声は相変わらず聞こえてくるけれど、やっぱり何を言っているのか、誰の声かすらも分からない。
それよりもアルンはこのまま自分が向かうのであろう天国に興味が湧いた。天国とは一体どんなところなんだろう? 天国で自分は上手くやっていけるのだろうか? 天国でもやっぱり自分は目が見えないままで……。
「?T@N%UEKT」
「……え?」
突然のことにアルンは驚いた。
それまでの人生で真っ暗闇だった世界に、黒以外の様々な色が突如として瞼の奥に侵入してきたからだ。
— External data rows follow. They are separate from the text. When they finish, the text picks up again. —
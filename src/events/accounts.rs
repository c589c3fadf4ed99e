use std::sync::{Arc, Mutex, PoisonError};

use crate::presentation::SerialExecutor;

/// Receives the "accounts changed" signal.
///
/// Callbacks always run on the presentation thread.
pub trait AccountListener: Send + Sync {
    fn on_accounts_changed(&self);
}

/// Token returned by [`AccountListenerRegistry::subscribe`]
#[derive(Debug, Clone, Copy, PartialEq, Eq, Hash)]
pub struct ListenerId(u64);

struct Listeners {
    next_id: u64,
    entries: Vec<(ListenerId, Arc<dyn AccountListener>)>,
}

/// Registry of account listeners, created at startup and passed to the
/// components that need it.
///
/// Subscription changes are serialized by a lock; notifications are delivered
/// on the presentation thread through the executor given at construction, so
/// listeners never run concurrently with display updates.
pub struct AccountListenerRegistry {
    listeners: Mutex<Listeners>,
    executor: Arc<dyn SerialExecutor>,
}

impl AccountListenerRegistry {
    pub fn new(executor: Arc<dyn SerialExecutor>) -> Self {
        Self {
            listeners: Mutex::new(Listeners {
                next_id: 0,
                entries: Vec::new(),
            }),
            executor,
        }
    }

    pub fn subscribe(&self, listener: Arc<dyn AccountListener>) -> ListenerId {
        let mut listeners = self.lock();
        let id = ListenerId(listeners.next_id);
        listeners.next_id += 1;
        listeners.entries.push((id, listener));
        tracing::debug!("Account listener {:?} subscribed", id);
        id
    }

    /// Remove a listener; returns false if it was not subscribed
    pub fn unsubscribe(&self, id: ListenerId) -> bool {
        let mut listeners = self.lock();
        let before = listeners.entries.len();
        listeners.entries.retain(|(entry_id, _)| *entry_id != id);
        before != listeners.entries.len()
    }

    /// Signal every currently subscribed listener.
    ///
    /// The listener set is captured now; subscriptions made before the
    /// presentation thread gets to the job are not notified by this call.
    pub fn notify_all(&self) {
        let listeners: Vec<Arc<dyn AccountListener>> = self
            .lock()
            .entries
            .iter()
            .map(|(_, listener)| Arc::clone(listener))
            .collect();

        tracing::debug!("Notifying {} account listeners", listeners.len());

        self.executor.execute(Box::new(move || {
            for listener in &listeners {
                listener.on_accounts_changed();
            }
        }));
    }

    pub fn len(&self) -> usize {
        self.lock().entries.len()
    }

    pub fn is_empty(&self) -> bool {
        self.len() == 0
    }

    /// Drop every listener, at application teardown
    pub fn clear(&self) {
        self.lock().entries.clear();
    }

    fn lock(&self) -> std::sync::MutexGuard<'_, Listeners> {
        self.listeners.lock().unwrap_or_else(PoisonError::into_inner)
    }
}
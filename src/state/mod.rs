// Inventory state module
//
// This module provides the InventoryManager which wraps InventoryState with
// thread-safe access using Arc<RwLock<T>> and emits change events.
//
// Reads may happen anywhere. Writes come from the presentation thread only,
// which applies enrichment results one at a time.

use indexmap::IndexMap;
use std::sync::{Arc, PoisonError, RwLock};
use tokio::sync::broadcast;

use crate::models::ModRecord;
use crate::services::RowUpdate;

/// Change events emitted when inventory state is modified
#[derive(Clone, Debug, PartialEq)]
pub enum InventoryChange {
    /// A reconciliation pass has started with this many rows
    PassStarted { total_rows: usize },

    /// One row received its enrichment result
    RowEnriched {
        row_key: String,
        name: String,
        version: String,
        failed: bool,
    },

    /// Every enrichment result of the pass has been applied
    PassFinished { enriched: usize, failed: usize },

    /// State has been reset
    StateReset,
}

/// In-memory mod collection plus progress of the current pass.
#[derive(Clone, Debug, Default)]
pub struct InventoryState {
    /// Regular mod records keyed by row key, in reconciliation order
    pub records: IndexMap<String, ModRecord>,

    pub pass_in_progress: bool,
    pub total_rows: usize,
    pub enriched_rows: usize,
    pub failed_rows: usize,
}

impl InventoryState {
    /// Rows that have received a result so far
    pub fn completed_rows(&self) -> usize {
        self.enriched_rows + self.failed_rows
    }

    pub fn reset(&mut self) {
        *self = Self::default();
    }
}

/// Thread-safe inventory manager with event emission
///
/// - Provides shared access to [`InventoryState`] via `Arc<RwLock<T>>`
/// - Detects state changes and emits [`InventoryChange`] events
/// - Supports subscribing to changes via tokio broadcast channels
pub struct InventoryManager {
    state: Arc<RwLock<InventoryState>>,
    change_tx: broadcast::Sender<InventoryChange>,
}

impl InventoryManager {
    /// Create a manager with empty state and a broadcast buffer of 256 events
    pub fn new() -> Self {
        let (change_tx, _) = broadcast::channel(256);
        Self {
            state: Arc::new(RwLock::new(InventoryState::default())),
            change_tx,
        }
    }

    /// Clone of the current state
    pub fn snapshot(&self) -> InventoryState {
        self.state
            .read()
            .unwrap_or_else(PoisonError::into_inner)
            .clone()
    }

    /// Execute a function with read access to the state
    pub fn read<F, R>(&self, f: F) -> R
    where
        F: FnOnce(&InventoryState) -> R,
    {
        let state = self.state.read().unwrap_or_else(PoisonError::into_inner);
        f(&state)
    }

    /// Update the state and emit change events for what changed.
    pub fn update<F>(&self, update_fn: F) -> Vec<InventoryChange>
    where
        F: FnOnce(&mut InventoryState),
    {
        let mut state = self.state.write().unwrap_or_else(PoisonError::into_inner);
        let old_state = state.clone();

        update_fn(&mut state);

        let changes = Self::detect_changes(&old_state, &state);
        for change in &changes {
            // Ignore send errors - it's OK if no one is listening
            let _ = self.change_tx.send(change.clone());
        }

        changes
    }

    pub fn subscribe(&self) -> broadcast::Receiver<InventoryChange> {
        self.change_tx.subscribe()
    }

    fn detect_changes(old: &InventoryState, new: &InventoryState) -> Vec<InventoryChange> {
        let mut changes = Vec::new();

        if old.pass_in_progress != new.pass_in_progress {
            if new.pass_in_progress {
                changes.push(InventoryChange::PassStarted {
                    total_rows: new.total_rows,
                });
            } else {
                changes.push(InventoryChange::PassFinished {
                    enriched: new.enriched_rows,
                    failed: new.failed_rows,
                });
            }
        }

        changes
    }

    /// Load the reconciled records of a new pass, each under its row key
    pub fn start_pass(&self, records: Vec<(String, ModRecord)>, total_rows: usize) -> Vec<InventoryChange> {
        self.update(|state| {
            state.records = records.into_iter().collect();
            state.pass_in_progress = true;
            state.total_rows = total_rows;
            state.enriched_rows = 0;
            state.failed_rows = 0;
        })
    }

    /// Write an enrichment result into the collection
    pub fn record_enrichment(&self, update: &RowUpdate) -> Vec<InventoryChange> {
        let mut changes = self.update(|state| {
            if let Some(record) = state.records.get_mut(&update.row_key) {
                record.name = update.name.clone();
                record.version = update.version.clone();
                if !update.internal_metadata.is_empty() {
                    record.internal_metadata = update.internal_metadata.clone();
                }
            }

            if update.failed {
                state.failed_rows += 1;
            } else {
                state.enriched_rows += 1;
            }
        });

        let event = InventoryChange::RowEnriched {
            row_key: update.row_key.clone(),
            name: update.name.clone(),
            version: update.version.clone(),
            failed: update.failed,
        };
        let _ = self.change_tx.send(event.clone());
        changes.push(event);

        changes
    }

    pub fn finish_pass(&self) -> Vec<InventoryChange> {
        self.update(|state| {
            state.pass_in_progress = false;
        })
    }

    pub fn reset(&self) -> Vec<InventoryChange> {
        let mut changes = self.update(InventoryState::reset);

        let event = InventoryChange::StateReset;
        let _ = self.change_tx.send(event.clone());
        changes.push(event);

        changes
    }

    /// Records of the current pass, in reconciliation order
    pub fn records(&self) -> Vec<ModRecord> {
        self.read(|state| state.records.values().cloned().collect())
    }
}

impl Default for InventoryManager {
    fn default() -> Self {
        Self::new()
    }
}

// Cloning shares the same state and channel
impl Clone for InventoryManager {
    fn clone(&self) -> Self {
        Self {
            state: Arc::clone(&self.state),
            change_tx: self.change_tx.clone(),
        }
    }
}

#[cfg(test)]
mod tests {
    use super::*;
    use crate::models::{InternalModMetadata, ModLoader};

    fn entry(file: &str) -> (String, ModRecord) {
        (format!("mods/{}", file), ModRecord::new(file, "", ""))
    }

    fn update(file: &str, failed: bool) -> RowUpdate {
        let mut metadata = InternalModMetadata::new(ModLoader::Fabric);
        metadata.name = Some("Enriched".to_string());
        RowUpdate {
            row_key: format!("mods/{}", file),
            file: file.to_string(),
            name: "Enriched".to_string(),
            version: "1.0".to_string(),
            internal_metadata: if failed { Vec::new() } else { vec![metadata] },
            failed,
        }
    }

    #[test]
    fn test_new_manager() {
        let manager = InventoryManager::new();
        let state = manager.snapshot();

        assert!(!state.pass_in_progress);
        assert!(state.records.is_empty());
    }

    #[test]
    fn test_pass_lifecycle_events() {
        let manager = InventoryManager::new();

        let started = manager.start_pass(vec![entry("a.jar")], 1);
        assert_eq!(started, vec![InventoryChange::PassStarted { total_rows: 1 }]);

        let enriched = manager.record_enrichment(&update("a.jar", false));
        assert!(matches!(enriched[0], InventoryChange::RowEnriched { failed: false, .. }));

        let finished = manager.finish_pass();
        assert_eq!(finished, vec![InventoryChange::PassFinished { enriched: 1, failed: 0 }]);
    }

    #[test]
    fn test_enrichment_writes_record() {
        let manager = InventoryManager::new();
        manager.start_pass(vec![entry("a.jar")], 1);

        manager.record_enrichment(&update("a.jar", false));

        let record = manager.read(|s| s.records["mods/a.jar"].clone());
        assert_eq!(record.name, "Enriched");
        assert!(record.has_internal_metadata());
    }

    #[test]
    fn test_failed_enrichment_counts() {
        let manager = InventoryManager::new();
        manager.start_pass(vec![entry("a.jar")], 1);

        manager.record_enrichment(&update("a.jar", true));

        let state = manager.snapshot();
        assert_eq!(state.failed_rows, 1);
        assert_eq!(state.completed_rows(), 1);
        assert!(!state.records["mods/a.jar"].has_internal_metadata());
    }

    #[test]
    fn test_same_file_name_in_two_directories() {
        let manager = InventoryManager::new();
        manager.start_pass(
            vec![
                ("mods/a.jar".to_string(), ModRecord::new("a.jar", "", "")),
                ("coremods/a.jar".to_string(), ModRecord::new("a.jar", "", "")),
            ],
            2,
        );

        let mut nested = update("a.jar", false);
        nested.row_key = "coremods/a.jar".to_string();
        nested.name = "Nested".to_string();
        manager.record_enrichment(&update("a.jar", false));
        manager.record_enrichment(&nested);

        let state = manager.snapshot();
        assert_eq!(state.records.len(), 2);
        assert_eq!(state.records["mods/a.jar"].name, "Enriched");
        assert_eq!(state.records["coremods/a.jar"].name, "Nested");
    }

    #[test]
    fn test_subscribe_to_changes() {
        let manager = InventoryManager::new();
        let mut rx = manager.subscribe();

        manager.start_pass(Vec::new(), 0);

        let event = rx.try_recv();
        assert!(matches!(event, Ok(InventoryChange::PassStarted { total_rows: 0 })));
    }

    #[test]
    fn test_reset() {
        let manager = InventoryManager::new();
        manager.start_pass(vec![entry("a.jar")], 1);

        let changes = manager.reset();

        assert!(changes.iter().any(|c| matches!(c, InventoryChange::StateReset)));
        assert!(manager.records().is_empty());
    }

    #[test]
    fn test_clone_shares_state() {
        let manager1 = InventoryManager::new();
        let manager2 = manager1.clone();

        manager1.start_pass(vec![entry("a.jar")], 1);

        assert_eq!(manager2.records().len(), 1);
    }
}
赤、青、黄、緑、白……その他アルンの知らない色が視界を埋めつくしていく。まるで色彩の洪水。アルンは眩暈を覚えながらも、溺れないよう必死になって何度も目を瞬いた。
「N%>)$IUZQT」
色彩豊かな世界に、誰とも知れぬ人の、何を言っているのか分からない言葉の声が聞こえる。
色は見えるようになったけれども、視界はまだぼんやりとしていて、形を捉えることが出来ない。ただ、それでも誰かが自分の近くに立っているのが見えた。
「UOF@XES@S$ 0;KU0BQ%¥ IY*@YKB)」
誰かは分からない。何を言っているのかも分からない。
だけどただひとつだけ、アルンには分かることがあった。
この人がぼくの目を見えるようにしてくれたんだ!
ここは天国かどうかも分からない。それでもアルンはその名を呼んだ――
「アルン君、朝ですよ。いい加減起きてください」
アルンがそんな懐かしい夢を見ていた頃、ミューはとても困っていた。
「おばあ様から聞いてましたが、これほど寝起きが悪いとは。まいりましたね」
アルンが寝入るベッドの脇に立つこと十数分、耳元で大声を出そうが、身体を揺すろうが、全く目覚める様子がない。
「もう、ホントそろそろ起きてくださいよー」
こうなったら魔法で火の玉でもぶちこんでやろうかと思いながら、アルンのおなかをぎゅーぎゅーと押すミュー。
すると最悪なことにアルンのパジャマのズボンがじんわりと湿気を帯びてきた。
「ぎゃー! アルン君がおねしょしたー!」
この世から赤い月が消え失せた翌日の朝は、そんな長閑な光景から始まる。
それがまさかあんな大変な一日になろうとは、頭を抱えるミューも、おねしょしてようやく目をごしごしとこすって起きてきたアルンもこの時はまだ知る由もなかった。